Occupational asthma is a lung disorder triggered by substances found in the workplace. It is characterized by the inflammation of the windpipes of the lung. These triggering agents may be wood dust, grain dust, fungi, chemicals, etc. It is represented by symptoms such as wheezing, tightness of chest, shortness of the breath, and cough.

These symptoms get better when the affected person is away from work. It can be diagnosed by lung function test, chest X-ray, blood tests, peak expiratory flow rate, and skin prick test.

How To Diagnose Occupational Asthma?

Occupational asthma is a type of asthma that appears due to exposure to a specific substance in the workplace. These substances can cause an allergic reaction, irritant reaction, or reaction leading to the build-up of materials in the body resulting in asthma.(1)

The physician initiates the process of diagnosis by performing a thorough history and physical examination of the patient when occupational asthma is suspected. He inquiries about essential aspects of the condition, such as the type, duration, timing, aggravating, and ameliorating factors of the symptoms. He also evaluates the characteristics of the workplace, such as any inhalational exposure. Most of the information is available on the Material Safety Data Sheets (MSDS) on their website.(3)

The diagnostic tests required for occupational asthma are-

Pulmonary function test- It is also known as spirometry. It is a test performed to measure the flow of air in and out of the lungs. This test is performed for 10 to 15 minutes, in which the patient is asked to take deep breaths and exhale into a machine called a spirometer with force. If specific vital measurements are lower than normal levels of a certain age and sex, it is confirmed that the windpipes are blocked by inflammation, diagnosing asthma. This test may involve the use of an inhaled medicine called a bronchodilator to relax or dilate the airways and observe the response of the lungs towards the medication.(2) Alternatively, the test may involve the administration of a medicine to find out the excessively responsive, or twitchy reactions of the windpipes. (bronchoprovocation test).(3)

Peak Expiratory Flow Meter- this test may be recommended to measure airflow during exhalation that can be used both at home and at work. Typically, results are recorded every day for a few weeks to check the difference in airflow at work and away from work.(3)

Skin Prick Tests- in this test, the agent suspected to cause the symptoms of occupational asthma is introduced below the first layer of skin with a small needle. It may help to find out the agent that triggers an inflammatory reaction in the body. However, skin tests cannot detect most agents that cause occupational asthma.(3)

Other tests involve blood tests, X-rays, or other tests to rule out other causes of asthma, excluding occupational asthma.(2)

What Is The Best Medicine For Occupational Asthma?

The best medicine for occupational asthma is the removal from the exposure or permanently leaving the workplace.

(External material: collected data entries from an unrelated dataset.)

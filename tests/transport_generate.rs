use std::fs;
use std::path::Path;

use orizuru::transport::files::{DESCRIPTOR_FILE, SOURCE_FILE};
use orizuru::transport::{generate_from_dir, ClassKind};

fn write(dir: &Path, name: &str, content: &str) {
    let path = dir.join(name);
    if let Some(parent) = path.parent() {
        fs::create_dir_all(parent).unwrap();
    }
    fs::write(path, content).unwrap();
}

#[test]
fn generates_one_class_file_from_a_schema_tree() {
    let input = tempfile::tempdir().unwrap();
    let output = tempfile::tempdir().unwrap();
    write(
        input.path(),
        "account.avsc",
        r#"{
            "type": "record", "name": "Account", "namespace": "com.example",
            "fields": [
                { "name": "id", "type": "string" },
                { "name": "status", "type": { "type": "enum", "name": "Status", "symbols": ["OPEN", "CLOSED"] } }
            ]
        }"#,
    );
    write(
        input.path(),
        "nested/contact.avsc",
        r#"{ "type": "record", "name": "Contact", "namespace": "com.example",
             "fields": [ { "name": "emails", "type": { "type": "array", "items": "string" } } ] }"#,
    );

    let result = generate_from_dir(input.path(), &output.path().join("classes")).unwrap();

    assert_eq!(result.input_files.len(), 2);
    assert_eq!(
        result.classes.qualified_names(),
        vec!["com.example.Status", "com.example.Account", "com.example.Contact"]
    );
    assert_eq!(result.classes.get("com.example.Status").unwrap().kind, ClassKind::Enum);

    let source = fs::read_to_string(output.path().join("classes").join(SOURCE_FILE)).unwrap();
    assert!(source.starts_with("public class OrizuruTransport {"));
    assert!(source.contains("public class com_example_Account extends Orizuru.Transport.AbstractTransport"));
    assert!(source.contains("public com_example_Status status { get; set; }"));
    assert!(source.contains("public List<String> emails { get; set; }"));
    assert!(output.path().join("classes").join(DESCRIPTOR_FILE).is_file());
}

#[test]
fn shared_identical_types_are_emitted_once() {
    let input = tempfile::tempdir().unwrap();
    let output = tempfile::tempdir().unwrap();
    let shared = r#"{ "type": "enum", "name": "Level", "symbols": ["LOW", "HIGH"] }"#;
    write(
        input.path(),
        "a.avsc",
        &format!(r#"{{ "type": "record", "name": "A", "fields": [ {{ "name": "level", "type": {} }} ] }}"#, shared),
    );
    write(
        input.path(),
        "b.avsc",
        &format!(r#"{{ "type": "record", "name": "B", "fields": [ {{ "name": "level", "type": {} }} ] }}"#, shared),
    );

    let result = generate_from_dir(input.path(), output.path()).unwrap();
    let source = fs::read_to_string(output.path().join(SOURCE_FILE)).unwrap();

    assert_eq!(result.classes.len(), 3);
    assert_eq!(source.matches("public enum Level").count(), 1);
}

#[test]
fn conflicting_types_across_schemas_fail_without_writing() {
    let input = tempfile::tempdir().unwrap();
    let output = tempfile::tempdir().unwrap();
    write(
        input.path(),
        "a.avsc",
        r#"{ "type": "record", "name": "Same", "fields": [ { "name": "x", "type": "int" } ] }"#,
    );
    write(
        input.path(),
        "b.avsc",
        r#"{ "type": "record", "name": "Same", "fields": [ { "name": "x", "type": "long" } ] }"#,
    );

    let err = generate_from_dir(input.path(), output.path()).unwrap_err();

    assert_eq!(err.code.as_str(), "schema.duplicate_definition");
    assert!(err.message.contains("Identifier: 'Same'"));
    assert!(!output.path().join(SOURCE_FILE).exists());
}

#[test]
fn empty_input_directory_is_rejected() {
    let input = tempfile::tempdir().unwrap();
    let output = tempfile::tempdir().unwrap();

    let err = generate_from_dir(input.path(), output.path()).unwrap_err();

    assert_eq!(err.code.as_str(), "validation.invalid_argument");
    assert!(err.message.starts_with("No .avsc files found"));
}
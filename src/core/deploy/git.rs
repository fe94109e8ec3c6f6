use super::{with_options, Services};
use crate::configuration::Configuration;
use crate::error::{Error, Result};
use crate::process::{CommandDescriptor, CommandOptions, CommandSequence};
use crate::prompt::YesNoPrompt;

pub const REMOTE: &str = "autodeploy";

const UNCOMMITTED_QUESTION: &str =
    "You have uncommitted changes in your current branch, would you like to continue?";

fn git(services: &Services<'_>, config: &Configuration) -> CommandDescriptor {
    with_options(services.command(config, "git"), CommandOptions::new().namespace("git"))
}

/// Ask before deploying a dirty working tree; declining aborts.
pub fn check_working_changes(services: &Services<'_>, config: &mut Configuration) -> Result<()> {
    let descriptor = with_options(
        git(services, config),
        CommandOptions::new().logging_start("Checking for uncommitted changes"),
    );
    let result = services.run(descriptor.args(["diff-index", "HEAD"]))?;
    if result.stdout.is_empty() {
        return Ok(());
    }

    let proceed = services
        .prompter
        .confirm(&YesNoPrompt::new(UNCOMMITTED_QUESTION, false))?;
    if !proceed {
        return Err(Error::workflow_aborted(
            "check-working-changes",
            "Aborting deploy due to uncommitted changes",
        ));
    }
    Ok(())
}

/// Point the `autodeploy` remote at the selected app and force-push the
/// current branch to its `master`.
pub fn deploy_current_branch(services: &Services<'_>, config: &mut Configuration) -> Result<()> {
    let git_url = config.require_str("parameters.heroku.app.git_url")?.to_string();
    let push = git(services, config);

    let results = CommandSequence::new(CommandOptions::new())
        .push(with_options(
            git(services, config).args(["remote", "remove", REMOTE]),
            CommandOptions::new().exit_on_error(false),
        ))
        .push(git(services, config).args(["remote", "add", REMOTE, git_url.as_str()]))
        .push(
            git(services, config)
                .args(["rev-parse", "--abbrev-ref", "HEAD"])
                .label("branch"),
        )
        .push_with(move |results| {
            let branch = results
                .by_label("branch")
                .map(|r| r.stdout.clone())
                .filter(|b| !b.is_empty())
                .ok_or_else(|| Error::other("Could not determine the current git branch"))?;
            Ok(with_options(
                push.args(["push".to_string(), REMOTE.to_string(), format!("{}:master", branch), "-f".to_string()]),
                CommandOptions::new()
                    .namespace("deploy")
                    .verbose(true)
                    .logging_start(format!("Pushing {} to Heroku", branch))
                    .logging_finish(format!("Pushed {} to Heroku", branch)),
            ))
        })
        .run(services.runner)?;

    tracing::info!(commands = results.len(), "branch pushed");
    Ok(())
}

Most patients with occupational asthma will get worse with time if the exposure continues, so it becomes essential to avoid the trigger. It means changing the job or changing the particular duty at the workplace.(3)

The treatment procedure of Occupational asthma is similar to regular asthma. The patient is prescribed medicines called bronchodilators to inhale that help to open (dilate) the windpipes along with inhaled anti-inflammatory medications (glucocorticoids). However, apart from successful treatment, the most critical intervention is to avoid any further exposure. Respiratory masks are not helpful as they cannot prevent the symptoms of occupational asthma.(3)

Conclusion

Occupational asthma can be diagnosed with a pulmonary function test or spirometry, peak expiratory flow meter, and skin prick test. Avoidance of exposure to the specific substance by changing jobs or a particular shift is the best treatment of this asthma.